- _PROBLEM TO WORK ON_
For the data below, restate word for word only the lines from the line containing "filename src/middle/ir/print.rs" through the line containing "pub fn ir_to_string(ir: &Ir)", both ends included.

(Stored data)

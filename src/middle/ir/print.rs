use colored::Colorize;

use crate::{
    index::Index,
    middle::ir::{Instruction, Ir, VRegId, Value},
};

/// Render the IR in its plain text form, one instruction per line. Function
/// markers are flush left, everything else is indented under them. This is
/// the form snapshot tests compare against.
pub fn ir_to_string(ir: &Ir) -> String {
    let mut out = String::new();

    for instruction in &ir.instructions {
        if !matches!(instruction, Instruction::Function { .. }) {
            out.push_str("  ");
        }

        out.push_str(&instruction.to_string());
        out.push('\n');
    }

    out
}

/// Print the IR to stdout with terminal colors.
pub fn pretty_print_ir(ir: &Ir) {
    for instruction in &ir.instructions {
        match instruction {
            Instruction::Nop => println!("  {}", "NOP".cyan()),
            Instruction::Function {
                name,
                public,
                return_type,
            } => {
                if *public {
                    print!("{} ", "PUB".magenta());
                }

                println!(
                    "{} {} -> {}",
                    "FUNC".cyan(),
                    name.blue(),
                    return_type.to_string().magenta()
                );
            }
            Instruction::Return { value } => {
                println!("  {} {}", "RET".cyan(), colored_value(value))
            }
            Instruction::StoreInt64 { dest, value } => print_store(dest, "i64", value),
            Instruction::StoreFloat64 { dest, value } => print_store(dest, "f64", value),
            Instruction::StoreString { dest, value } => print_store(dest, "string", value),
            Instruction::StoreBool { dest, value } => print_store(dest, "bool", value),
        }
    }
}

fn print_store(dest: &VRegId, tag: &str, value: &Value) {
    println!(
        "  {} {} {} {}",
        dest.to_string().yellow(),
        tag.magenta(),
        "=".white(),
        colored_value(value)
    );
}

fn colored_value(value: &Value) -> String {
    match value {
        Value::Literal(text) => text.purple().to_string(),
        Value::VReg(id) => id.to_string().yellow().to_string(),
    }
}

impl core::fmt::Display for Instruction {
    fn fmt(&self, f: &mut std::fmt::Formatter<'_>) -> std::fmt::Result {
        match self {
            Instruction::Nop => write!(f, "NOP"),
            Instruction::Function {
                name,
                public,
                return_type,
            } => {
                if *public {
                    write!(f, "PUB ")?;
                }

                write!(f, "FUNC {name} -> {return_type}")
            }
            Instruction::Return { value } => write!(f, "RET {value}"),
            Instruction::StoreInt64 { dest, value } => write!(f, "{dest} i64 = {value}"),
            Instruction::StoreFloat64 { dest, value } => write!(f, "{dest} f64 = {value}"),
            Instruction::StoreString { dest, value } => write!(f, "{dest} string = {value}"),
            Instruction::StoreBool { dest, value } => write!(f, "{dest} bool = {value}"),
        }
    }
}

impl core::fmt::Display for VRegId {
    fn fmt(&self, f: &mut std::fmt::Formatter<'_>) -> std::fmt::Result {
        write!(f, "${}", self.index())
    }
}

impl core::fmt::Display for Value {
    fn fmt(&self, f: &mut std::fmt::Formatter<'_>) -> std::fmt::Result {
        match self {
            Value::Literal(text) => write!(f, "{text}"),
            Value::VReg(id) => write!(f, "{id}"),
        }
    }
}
---
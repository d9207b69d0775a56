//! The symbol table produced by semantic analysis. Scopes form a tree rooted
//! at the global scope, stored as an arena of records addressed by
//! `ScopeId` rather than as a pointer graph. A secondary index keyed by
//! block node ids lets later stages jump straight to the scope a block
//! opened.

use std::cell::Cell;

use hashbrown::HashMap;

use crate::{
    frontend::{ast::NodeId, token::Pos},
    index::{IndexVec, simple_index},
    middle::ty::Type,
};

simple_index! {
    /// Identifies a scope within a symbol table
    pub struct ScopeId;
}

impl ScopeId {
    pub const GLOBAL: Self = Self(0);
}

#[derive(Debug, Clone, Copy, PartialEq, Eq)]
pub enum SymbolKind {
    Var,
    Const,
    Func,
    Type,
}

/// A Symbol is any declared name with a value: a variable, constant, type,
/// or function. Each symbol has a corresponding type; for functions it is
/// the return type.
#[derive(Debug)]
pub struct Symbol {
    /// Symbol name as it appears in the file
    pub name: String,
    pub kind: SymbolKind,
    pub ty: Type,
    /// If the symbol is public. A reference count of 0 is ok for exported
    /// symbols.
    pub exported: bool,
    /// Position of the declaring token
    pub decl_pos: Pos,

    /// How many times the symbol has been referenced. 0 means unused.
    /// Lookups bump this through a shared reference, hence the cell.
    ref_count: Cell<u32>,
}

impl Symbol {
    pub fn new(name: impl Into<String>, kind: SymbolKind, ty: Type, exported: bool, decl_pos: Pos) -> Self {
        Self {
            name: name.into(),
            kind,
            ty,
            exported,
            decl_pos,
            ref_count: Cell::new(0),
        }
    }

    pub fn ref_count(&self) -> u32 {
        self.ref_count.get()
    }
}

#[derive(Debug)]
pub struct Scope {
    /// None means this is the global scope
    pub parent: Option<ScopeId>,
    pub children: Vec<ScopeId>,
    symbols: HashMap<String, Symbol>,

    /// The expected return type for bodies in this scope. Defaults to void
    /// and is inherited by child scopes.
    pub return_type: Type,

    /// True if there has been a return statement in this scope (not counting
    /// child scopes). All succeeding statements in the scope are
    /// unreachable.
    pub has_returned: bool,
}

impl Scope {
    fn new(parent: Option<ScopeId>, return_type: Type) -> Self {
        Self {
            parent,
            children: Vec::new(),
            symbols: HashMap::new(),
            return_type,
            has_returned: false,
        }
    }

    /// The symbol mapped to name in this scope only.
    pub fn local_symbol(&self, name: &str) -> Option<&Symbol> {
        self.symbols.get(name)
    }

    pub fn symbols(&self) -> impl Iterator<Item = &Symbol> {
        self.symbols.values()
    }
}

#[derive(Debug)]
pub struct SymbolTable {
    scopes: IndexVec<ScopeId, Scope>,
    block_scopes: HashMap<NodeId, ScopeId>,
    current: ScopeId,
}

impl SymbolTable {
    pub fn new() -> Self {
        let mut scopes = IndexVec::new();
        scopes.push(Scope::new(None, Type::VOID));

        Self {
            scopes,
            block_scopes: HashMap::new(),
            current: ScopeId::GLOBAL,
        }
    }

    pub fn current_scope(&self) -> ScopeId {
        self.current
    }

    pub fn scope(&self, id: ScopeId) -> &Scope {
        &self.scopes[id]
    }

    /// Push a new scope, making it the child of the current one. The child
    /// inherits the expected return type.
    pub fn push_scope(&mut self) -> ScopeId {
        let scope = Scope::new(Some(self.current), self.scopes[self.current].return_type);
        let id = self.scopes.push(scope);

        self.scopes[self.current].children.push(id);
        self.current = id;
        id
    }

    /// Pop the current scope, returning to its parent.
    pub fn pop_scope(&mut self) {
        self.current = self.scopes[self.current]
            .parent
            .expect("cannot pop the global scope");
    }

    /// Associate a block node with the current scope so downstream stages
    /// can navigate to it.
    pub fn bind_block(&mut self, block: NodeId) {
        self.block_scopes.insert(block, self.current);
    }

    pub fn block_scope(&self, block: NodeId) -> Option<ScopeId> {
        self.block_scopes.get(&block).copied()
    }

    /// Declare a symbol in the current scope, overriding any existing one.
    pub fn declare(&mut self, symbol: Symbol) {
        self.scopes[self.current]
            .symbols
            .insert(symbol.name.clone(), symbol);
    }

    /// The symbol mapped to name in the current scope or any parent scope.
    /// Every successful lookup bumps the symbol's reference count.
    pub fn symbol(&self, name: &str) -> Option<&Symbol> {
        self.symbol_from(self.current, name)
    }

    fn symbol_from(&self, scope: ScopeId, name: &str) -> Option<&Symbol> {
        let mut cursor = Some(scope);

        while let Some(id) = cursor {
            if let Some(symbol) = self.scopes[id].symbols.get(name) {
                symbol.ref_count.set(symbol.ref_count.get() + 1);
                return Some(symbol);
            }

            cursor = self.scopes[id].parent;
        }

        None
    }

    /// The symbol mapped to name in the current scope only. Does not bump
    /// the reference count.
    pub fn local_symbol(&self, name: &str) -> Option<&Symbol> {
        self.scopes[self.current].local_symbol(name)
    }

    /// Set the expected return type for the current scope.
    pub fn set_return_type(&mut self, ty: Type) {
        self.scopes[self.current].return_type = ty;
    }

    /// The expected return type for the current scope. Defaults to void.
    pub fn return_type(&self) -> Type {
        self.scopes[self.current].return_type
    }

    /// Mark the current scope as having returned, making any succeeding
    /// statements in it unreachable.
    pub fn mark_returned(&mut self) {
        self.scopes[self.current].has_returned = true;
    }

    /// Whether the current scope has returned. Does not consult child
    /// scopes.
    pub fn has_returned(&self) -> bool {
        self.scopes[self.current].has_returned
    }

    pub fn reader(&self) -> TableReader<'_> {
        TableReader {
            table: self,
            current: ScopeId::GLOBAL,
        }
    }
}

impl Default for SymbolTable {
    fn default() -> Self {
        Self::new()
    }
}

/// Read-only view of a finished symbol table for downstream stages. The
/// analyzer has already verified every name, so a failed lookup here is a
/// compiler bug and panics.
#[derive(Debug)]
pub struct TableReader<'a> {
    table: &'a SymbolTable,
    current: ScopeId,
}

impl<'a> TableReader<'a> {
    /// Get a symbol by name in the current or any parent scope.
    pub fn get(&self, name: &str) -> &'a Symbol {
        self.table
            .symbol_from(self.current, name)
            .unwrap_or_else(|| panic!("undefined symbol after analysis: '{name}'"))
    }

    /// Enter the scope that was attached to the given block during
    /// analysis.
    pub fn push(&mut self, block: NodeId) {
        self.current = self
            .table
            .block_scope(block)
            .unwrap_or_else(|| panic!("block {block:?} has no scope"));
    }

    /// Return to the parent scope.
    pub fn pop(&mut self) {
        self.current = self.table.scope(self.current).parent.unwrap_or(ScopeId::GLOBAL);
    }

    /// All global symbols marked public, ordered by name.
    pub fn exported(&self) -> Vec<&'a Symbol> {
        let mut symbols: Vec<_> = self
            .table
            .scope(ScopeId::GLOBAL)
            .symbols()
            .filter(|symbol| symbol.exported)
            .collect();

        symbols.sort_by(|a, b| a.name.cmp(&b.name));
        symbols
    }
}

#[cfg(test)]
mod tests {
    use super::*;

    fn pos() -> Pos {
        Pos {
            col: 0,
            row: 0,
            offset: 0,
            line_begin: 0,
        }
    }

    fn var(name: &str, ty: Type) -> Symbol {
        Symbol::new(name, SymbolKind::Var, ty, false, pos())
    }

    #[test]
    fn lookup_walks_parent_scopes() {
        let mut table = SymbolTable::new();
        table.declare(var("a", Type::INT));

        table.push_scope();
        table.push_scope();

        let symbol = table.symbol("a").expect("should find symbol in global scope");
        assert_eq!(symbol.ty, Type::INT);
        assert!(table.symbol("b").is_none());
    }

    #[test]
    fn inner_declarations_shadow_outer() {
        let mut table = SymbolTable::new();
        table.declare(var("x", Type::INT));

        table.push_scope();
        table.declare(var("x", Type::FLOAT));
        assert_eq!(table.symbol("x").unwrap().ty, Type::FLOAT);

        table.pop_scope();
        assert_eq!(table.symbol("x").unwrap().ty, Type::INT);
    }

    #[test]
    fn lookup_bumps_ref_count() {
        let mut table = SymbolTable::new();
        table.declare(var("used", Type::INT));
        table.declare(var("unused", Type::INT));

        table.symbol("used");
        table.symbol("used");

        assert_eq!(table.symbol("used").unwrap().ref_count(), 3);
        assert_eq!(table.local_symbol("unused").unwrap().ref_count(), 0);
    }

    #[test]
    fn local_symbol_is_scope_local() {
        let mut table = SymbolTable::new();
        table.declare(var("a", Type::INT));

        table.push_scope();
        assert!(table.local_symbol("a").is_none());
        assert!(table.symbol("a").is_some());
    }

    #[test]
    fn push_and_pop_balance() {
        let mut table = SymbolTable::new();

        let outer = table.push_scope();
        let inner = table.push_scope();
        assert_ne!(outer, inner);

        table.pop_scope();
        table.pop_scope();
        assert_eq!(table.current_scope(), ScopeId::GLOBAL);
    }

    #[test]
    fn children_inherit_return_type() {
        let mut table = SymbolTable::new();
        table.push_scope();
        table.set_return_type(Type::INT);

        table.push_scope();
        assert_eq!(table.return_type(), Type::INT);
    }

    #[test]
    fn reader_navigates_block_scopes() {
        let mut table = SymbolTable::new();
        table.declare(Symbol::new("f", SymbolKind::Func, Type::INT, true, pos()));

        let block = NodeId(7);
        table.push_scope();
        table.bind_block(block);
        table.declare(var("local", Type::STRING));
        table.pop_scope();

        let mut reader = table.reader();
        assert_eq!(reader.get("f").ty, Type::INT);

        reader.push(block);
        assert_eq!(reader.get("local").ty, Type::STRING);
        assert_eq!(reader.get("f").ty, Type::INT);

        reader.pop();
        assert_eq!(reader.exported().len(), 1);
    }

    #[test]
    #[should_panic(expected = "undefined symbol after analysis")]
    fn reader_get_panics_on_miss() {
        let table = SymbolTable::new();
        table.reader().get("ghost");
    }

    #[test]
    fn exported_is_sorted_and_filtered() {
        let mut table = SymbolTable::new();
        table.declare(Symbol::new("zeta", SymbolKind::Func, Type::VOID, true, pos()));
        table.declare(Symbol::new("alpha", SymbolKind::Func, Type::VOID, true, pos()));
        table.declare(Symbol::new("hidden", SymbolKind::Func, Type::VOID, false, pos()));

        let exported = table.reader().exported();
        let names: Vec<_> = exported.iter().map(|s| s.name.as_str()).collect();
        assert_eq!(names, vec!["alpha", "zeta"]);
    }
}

- _RESULT FOR THIS TASK_
filename src/middle/ir/print.rs
use colored::Colorize;

use crate::{
    index::Index,
    middle::ir::{Instruction, Ir, VRegId, Value},
};

/// Render the IR in its plain text form, one instruction per line. Function
/// markers are flush left, everything else is indented under them. This is
/// the form snapshot tests compare against.
pub fn ir_to_string(ir: &Ir) -> String {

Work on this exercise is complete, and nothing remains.